Let us begin by importing the essential Python Libraries.

> NumPy : Library for Numeric Computations in Python  
> Pandas : Library for Data Acquisition and Preparation  
> Matplotlib : Low-level library for Data Visualization  
> Seaborn : Higher-level library for Data Visualization  

In [None]:
# Basic Libraries

import numpy as np
import pandas as pd
import seaborn as sb
import matplotlib.pyplot as plt # we only need pyplot
sb.set() # set the default Seaborn style for graphics

### Import the Fifa Dataset

The dataset is in CSV format; hence we use the `read_csv` function from Pandas to impart the FIFA 19 Dataset

In [None]:
fifaData = pd.read_csv('Fifa 19.csv')
fifaData.head()

In [None]:
fifaData.info()

### Dropping the columns of data that cannot be used 

Firstly, we decided to drop the columns of data which contains variables that definitely cannot be used in determining wages. This is because it does not give any valuable information whatsoever.

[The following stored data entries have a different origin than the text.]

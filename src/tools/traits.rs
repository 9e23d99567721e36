/// Trait definitions for the external collaborators of a run
///
/// Every external program the pipeline drives sits behind one of these
/// traits, so stages can be exercised with in-process implementations.
use crate::bio::alignment::{GenomicSpan, SamRecord};
use crate::Result;
use std::path::{Path, PathBuf};

#[derive(Debug, Clone, Copy, PartialEq, Eq)]
pub enum ReadFormat {
    Fastq,
    Fasta,
}

/// Reads handed to an aligner.
#[derive(Debug, Clone, Copy)]
pub struct ReadSource<'a> {
    pub path: &'a Path,
    pub format: ReadFormat,
}

impl<'a> ReadSource<'a> {
    pub fn fastq(path: &'a Path) -> Self {
        Self {
            path,
            format: ReadFormat::Fastq,
        }
    }

    pub fn fasta(path: &'a Path) -> Self {
        Self {
            path,
            format: ReadFormat::Fasta,
        }
    }
}

/// Short-read aligner producing SAM-style placements
pub trait Aligner: Send + Sync {
    fn name(&self) -> &str;

    /// Build an index over a FASTA of reference sequences
    fn build_index(&self, reference_fasta: &Path, index_prefix: &Path) -> Result<()>;

    /// Align reads and hand each reported record to `on_record`, in aligner order
    fn align(
        &self,
        index: &Path,
        reads: &ReadSource<'_>,
        on_record: &mut dyn FnMut(SamRecord) -> Result<()>,
    ) -> Result<()>;
}

/// Output files of a paired-end trim.
#[derive(Debug, Clone, PartialEq, Eq)]
pub struct PairedTrimOutputs {
    pub r1: PathBuf,
    pub r1_unpaired: PathBuf,
    pub r2: PathBuf,
    pub r2_unpaired: PathBuf,
}

impl PairedTrimOutputs {
    pub fn in_dir(dir: &Path) -> Self {
        Self {
            r1: dir.join("output_forward_paired.fq.gz"),
            r1_unpaired: dir.join("output_forward_unpaired.fq.gz"),
            r2: dir.join("output_reverse_paired.fq.gz"),
            r2_unpaired: dir.join("output_reverse_unpaired.fq.gz"),
        }
    }
}

/// Adapter and quality trimmer
pub trait Trimmer: Send + Sync {
    fn name(&self) -> &str;

    fn trim_single(&self, input: &Path, output: &Path) -> Result<()>;

    fn trim_paired(&self, r1: &Path, r2: &Path, outputs: &PairedTrimOutputs) -> Result<()>;
}

/// Files written by a paired-read merge.
#[derive(Debug, Clone, PartialEq, Eq)]
pub struct MergeOutputs {
    pub merged: PathBuf,
    pub unmerged_r1: PathBuf,
    pub unmerged_r2: PathBuf,
    pub histogram: Option<PathBuf>,
}

/// Paired-end read merger
pub trait Merger: Send + Sync {
    fn name(&self) -> &str;

    fn merge(&self, r1: &Path, r2: &Path, out_dir: &Path) -> Result<MergeOutputs>;
}

/// Parameters of one per-region analysis call.
#[derive(Debug, Clone, PartialEq)]
pub struct AnalysisRequest {
    pub region: String,
    pub reads: PathBuf,
    pub amplicon_sequence: String,
    pub guide: Option<String>,
    pub expected_hdr: Option<String>,
    pub coding_sequence: Option<String>,
    pub output_dir: PathBuf,
    /// Where the tool's own console output is captured
    pub log_path: PathBuf,
}

/// Per-region editing quantification
pub trait RegionAnalyzer: Send + Sync {
    fn name(&self) -> &str;

    fn analyze(&self, request: &AnalysisRequest) -> Result<()>;
}

/// Random access to reference genome sequence
pub trait ReferenceSequences: Send + Sync {
    /// Make the reference ready for lookups; called once before the first fetch
    fn prepare(&self) -> Result<()> {
        Ok(())
    }

    /// Uppercased sequence covering `span`
    fn fetch(&self, span: &GenomicSpan) -> Result<String>;
}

The columns are 'ID', 'Photo', 'Flag', 'Club', 'Club Logo','Value', 'Special', 'Preferred Foot', 'Work Rate', 
               'International Reputation', 'Weak Foot', 'Position', 'Skill Moves', 'Body Type', 
               'Real Face', 'Jersey Number', 'Joined', 'Loaned From', 'Contract Valid Until' and 
               'Release Clause'

In [None]:
fifaData.drop(['ID', 'Photo', 'Flag', 'Club', 'Club Logo', 'Value', 'Special', 'Preferred Foot', 'Work Rate', 
               'International Reputation', 'Weak Foot', 'Position', 'Skill Moves', 'Body Type', 
               'Real Face', 'Jersey Number', 'Joined', 'Loaned From', 'Contract Valid Until', 
               'Release Clause'], axis = 1, inplace = True)

In [None]:
fifaData.info()

### Dropping the columns of data that are non-specific

We also decided to drop the columns of data which contains the ratings of players when placed in every position there is. This data is non-specific and cannot be used. (why can't it be used?)

A much better variable to be used is Overall, since it takes into account the average of all of the positions combined.

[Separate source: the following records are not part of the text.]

//! Per-region analysis dispatch.
//!
//! Included regions are analyzed on a bounded worker pool. A failing region
//! is recorded and the rest continue.

use crate::tools::{AnalysisRequest, RegionAnalyzer};
use crate::{RegionplexError, Result};
use indicatif::{ProgressBar, ProgressStyle};
use rayon::prelude::*;
use serde::Serialize;
use std::fmt;

#[derive(Debug, Clone, PartialEq, Serialize)]
#[serde(tag = "status", content = "detail", rename_all = "snake_case")]
pub enum RegionStatus {
    Analyzed,
    Failed(String),
    Skipped(String),
}

impl RegionStatus {
    pub fn label(&self) -> &'static str {
        match self {
            RegionStatus::Analyzed => "analyzed",
            RegionStatus::Failed(_) => "failed",
            RegionStatus::Skipped(_) => "skipped",
        }
    }

    pub fn detail(&self) -> Option<&str> {
        match self {
            RegionStatus::Analyzed => None,
            RegionStatus::Failed(reason) | RegionStatus::Skipped(reason) => Some(reason),
        }
    }
}

impl fmt::Display for RegionStatus {
    fn fmt(&self, f: &mut fmt::Formatter<'_>) -> fmt::Result {
        match self.detail() {
            Some(detail) => write!(f, "{} ({})", self.label(), detail),
            None => write!(f, "{}", self.label()),
        }
    }
}

#[derive(Debug, Clone, PartialEq, Serialize)]
pub struct DispatchOutcome {
    pub region: String,
    pub status: RegionStatus,
}

pub struct Dispatcher<'a> {
    analyzer: &'a dyn RegionAnalyzer,
    workers: usize,
    show_progress: bool,
}

impl<'a> Dispatcher<'a> {
    /// `workers == 0` uses one worker per CPU.
    pub fn new(analyzer: &'a dyn RegionAnalyzer, workers: usize) -> Self {
        let workers = if workers == 0 { num_cpus::get() } else { workers };
        Self {
            analyzer,
            workers,
            show_progress: false,
        }
    }

    pub fn with_progress(mut self, show: bool) -> Self {
        self.show_progress = show;
        self
    }

    pub fn workers(&self) -> usize {
        self.workers
    }

    /// Run every request and report outcomes in request order.
    pub fn dispatch(&self, requests: &[AnalysisRequest]) -> Result<Vec<DispatchOutcome>> {
        if requests.is_empty() {
            return Ok(Vec::new());
        }

        let pool = rayon::ThreadPoolBuilder::new()
            .num_threads(self.workers.min(requests.len()))
            .thread_name(|i| format!("regionplex-analysis-{}", i))
            .build()
            .map_err(|e| {
                RegionplexError::Configuration(format!("Cannot start analysis workers: {}", e))
            })?;

        let progress = if self.show_progress {
            let pb = ProgressBar::new(requests.len() as u64);
            if let Ok(style) = ProgressStyle::default_bar()
                .template("[{elapsed_precise}] [{bar:40.cyan/blue}] {pos}/{len} {msg}")
            {
                pb.set_style(style.progress_chars("█▓▒░"));
            }
            pb
        } else {
            ProgressBar::hidden()
        };

        tracing::info!(
            "Analyzing {} regions with {} ({} workers)",
            requests.len(),
            self.analyzer.name(),
            pool.current_num_threads()
        );

        let outcomes = pool.install(|| {
            requests
                .par_iter()
                .map(|request| {
                    let status = self.analyze_one(request);
                    progress.inc(1);
                    DispatchOutcome {
                        region: request.region.clone(),
                        status,
                    }
                })
                .collect::<Vec<_>>()
        });
        progress.finish_and_clear();

        let failed = outcomes
            .iter()
            .filter(|o| matches!(o.status, RegionStatus::Failed(_)))
            .count();
        if failed > 0 {
            tracing::warn!("{} of {} region analyses failed", failed, outcomes.len());
        }
        Ok(outcomes)
    }

    fn analyze_one(&self, request: &AnalysisRequest) -> RegionStatus {
        tracing::debug!("Analyzing region {}", request.region);
        match self.analyzer.analyze(request) {
            Ok(()) => RegionStatus::Analyzed,
            Err(e) => {
                let message = match e {
                    RegionplexError::RegionAnalysis { message, .. } => message,
                    other => other.to_string(),
                };
                tracing::error!("Analysis of region {} failed: {}", request.region, message);
                RegionStatus::Failed(message)
            }
        }
    }
}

The columns being dropped are 'LS', 'ST', 'RS', 'LW', 'LF', 'CF', 'RF', 'RW', 'LAM', 'CAM', 'RAM', 
               'LM', 'LCM', 'CM', 'RCM', 'RM', 'LWB', 'LDM', 'CDM', 'RDM', 'RWB', 'LB', 
               'LCB', 'CB', 'RCB', and 'RB'.

In [None]:
fifaData.drop(fifaData.iloc[:, 9:35], inplace = True, axis = 1)

In [None]:
fifaData.info()

### Dropping the columns of data that are football-related

Lastly, we decided to drop the specific statistics because the aim of our project is to find out how non-football statistics determine wages.


The columns being dropped are 'Crossing', 'Finishing', 'HeadingAccuracy', 'ShortPassing', 'Volleys', 'Dribbling', 'Curve', 'FKAccuracy', 'LongPassing', 'BallControl', 'Acceleration', 'SprintSpeed', 'Agility', 'Reactions', 'Balance', 'ShotPower', 'Jumping', 'Stamina', 'Strength', 'LongShots', 'Aggression', 'Interceptions', 'Positioning', 'Vision', 'Penalties', 'Composure', 'Marking', 'StandingTackle', 'SlidingTackle', 'GKDiving', 'GKHandling', 'GKKicking', 'GKPositioning' and 'GKReflexes'.

In [None]:
fifaData.drop(fifaData.iloc[:, 9:43], inplace = True, axis = 1)

In [None]:
fifaData.info()

### Data Cleaning

We will now be focussing on the variables that we are most probably going to use in determining wages. But first, we would have to clean the data appropriately so that we are able to utilise them.

In [None]:
fifaData.head()

In [None]:
#Cleaning the Wage and making it Dtype integer instead of object

fifaData['Wage'] = fifaData['Wage'].str.replace('€', '')
fifaData['Wage'] = fifaData['Wage'].str.replace('K', '').astype(int)

#Removing the rows with Wage 0
fifaData = fifaData.loc[fifaData["Wage"] != 0]

#Renaming the column from Wage to Wage (in Thousands)
fifaData = fifaData.rename(columns={'Wage': 'Wage (in Thousands)'})

In [None]:
fifaData.info()

In [None]:
#Cleaning the Height and making it Dtype float instead of object

fifaData['Height'] = fifaData['Height'].str.replace("'", ".").astype(float)
fifaData['Height'] = fifaData['Height'].multiply(30.48).round(1)

In [None]:
fifaData.info()

In [None]:
#Cleaning the Weight 
fifaData['Weight'] = fifaData['Weight'].str.replace('lbs', '')

#Removing the rows with NULL Weight
fifaData.dropna(subset=['Weight'], inplace = True)

#Making Weight Dtype integer instead of object
fifaData['Weight'] = fifaData['Weight'].astype(int)

In [None]:
fifaData.info()